The problem — Write out exactly the lines of the material below, beginning at the top and ending at the line that contains "program is distributed".

Records provided —
════
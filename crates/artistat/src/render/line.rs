// SPDX-License-Identifier: AGPL-3.0-only
// Copyright (C) 2024 Jonathan Lee
// This program is free software: you can redistribute it and/or modify
// it under the terms of the GNU Affero General Public License version 3
// as published by the Free Software Foundation.
// This program is distributed in the hope that it will be useful,
// but WITHOUT ANY WARRANTY; without even the implied warranty of
// MERCHANTABILITY or FITNESS FOR A PARTICULAR PURPOSE.
// See the GNU Affero General Public License for more details.
// You should have received a copy of the GNU Affero General Public License
// along with this program. If not, see https://www.gnu.org/licenses/.

use super::layout::{format_tick, integer_ticks, LinearAxis, Margins};
use super::surface::{Fill, HAlign, LabelStyle, Point, Rotation, Stroke, Surface, VAlign};
use super::ChartTheme;
use crate::error::RenderResult;
use crate::years::YearSeries;

pub const LINE_SIZE: (u32, u32) = (1200, 700);
const MARGINS: Margins = Margins {
    left: 150,
    right: 40,
    top: 30,
    bottom: 120,
};
const HEADROOM: f64 = 1.2;
const LABEL_LIFT: f64 = 0.05;
const MAX_YEAR_TICKS: usize = 12;

pub fn draw_year_line<S: Surface + ?Sized>(
    surface: &mut S,
    series: &YearSeries,
    theme: &ChartTheme,
) -> RenderResult<()> {
    let area = MARGINS.plot_area(surface.size());
    let (first, last) = (f64::from(series.first_year()), f64::from(series.last_year()));
    let peak = series.max_count().max(1) as f64;
    let x = LinearAxis::new(first - 0.5, last + 0.5, area.left, area.right);
    let y = LinearAxis::new(0.0, peak * HEADROOM, area.bottom, area.top);

    let year_ticks: Vec<f64> = if series.points().len() <= MAX_YEAR_TICKS {
        series.points().iter().map(|(year, _)| f64::from(*year)).collect()
    } else {
        integer_ticks(first, last, MAX_YEAR_TICKS - 2)
    };
    let x_tick_style = LabelStyle::centered(theme.tick_font, theme.text_color)
        .aligned(HAlign::Center, VAlign::Top);
    for tick in year_ticks {
        let px = x.map(tick);
        surface.dashed_line((px, area.top), (px, area.bottom), theme.grid, theme.grid_dash)?;
        surface.text(&format_tick(tick), (px, area.bottom + 12), &x_tick_style)?;
    }
    let y_tick_style = LabelStyle::centered(theme.tick_font, theme.text_color)
        .aligned(HAlign::Right, VAlign::Middle);
    for tick in integer_ticks(0.0, peak * HEADROOM, 6) {
        let py = y.map(tick);
        surface.dashed_line((area.left, py), (area.right, py), theme.grid, theme.grid_dash)?;
        surface.text(&format_tick(tick), (area.left - 12, py), &y_tick_style)?;
    }
    let caption = LabelStyle::centered(theme.caption_font, theme.text_color);
    surface.text(
        "Year",
        ((area.left + area.right) / 2, area.bottom + 12 + theme.tick_font as i32 + 20),
        &caption.aligned(HAlign::Center, VAlign::Top),
    )?;
    surface.text(
        "Number of Datasets",
        (theme.caption_font as i32, (area.top + area.bottom) / 2),
        &caption.rotated(Rotation::Quarter),
    )?;

    let points: Vec<Point> = series
        .points()
        .iter()
        .map(|(year, count)| (x.map(f64::from(*year)), y.map(*count as f64)))
        .collect();
    let baseline = y.map(0.0);
    let mut shaded = Vec::with_capacity(points.len() + 2);
    shaded.push((points[0].0, baseline));
    shaded.extend(points.iter().copied());
    shaded.push((points[points.len() - 1].0, baseline));
    surface.polygon(&shaded, Fill::translucent(theme.area_color, 0.3))?;
    surface.polyline(&points, Stroke::new(theme.line_color, 6).with_opacity(0.9))?;

    let marker_radius = theme.points_to_pixels(4.0).round() as u32;
    let marker_edge = Stroke::new(theme.line_color, 4);
    let count_style = LabelStyle::centered(theme.label_font + 6, theme.line_color)
        .aligned(HAlign::Center, VAlign::Bottom);
    for (&(year, count), &point) in series.points().iter().zip(&points) {
        surface.circle(
            point,
            marker_radius,
            Fill::solid(theme.marker_color),
            Some(marker_edge),
        )?;
        if count > 0 {
            let lifted = y.map(count as f64 + peak * LABEL_LIFT);
            surface.text(&count.to_string(), (x.map(f64::from(year)), lifted), &count_style)?;
        }
    }
    Ok(())
}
════
Output —
filename crates/artistat/src/render/line.rs
// SPDX-License-Identifier: AGPL-3.0-only
// Copyright (C) 2024 Jonathan Lee
// This program is free software: you can redistribute it and/or modify
// it under the terms of the GNU Affero General Public License version 3
// as published by the Free Software Foundation.
// This program is distributed in the hope that it will be useful,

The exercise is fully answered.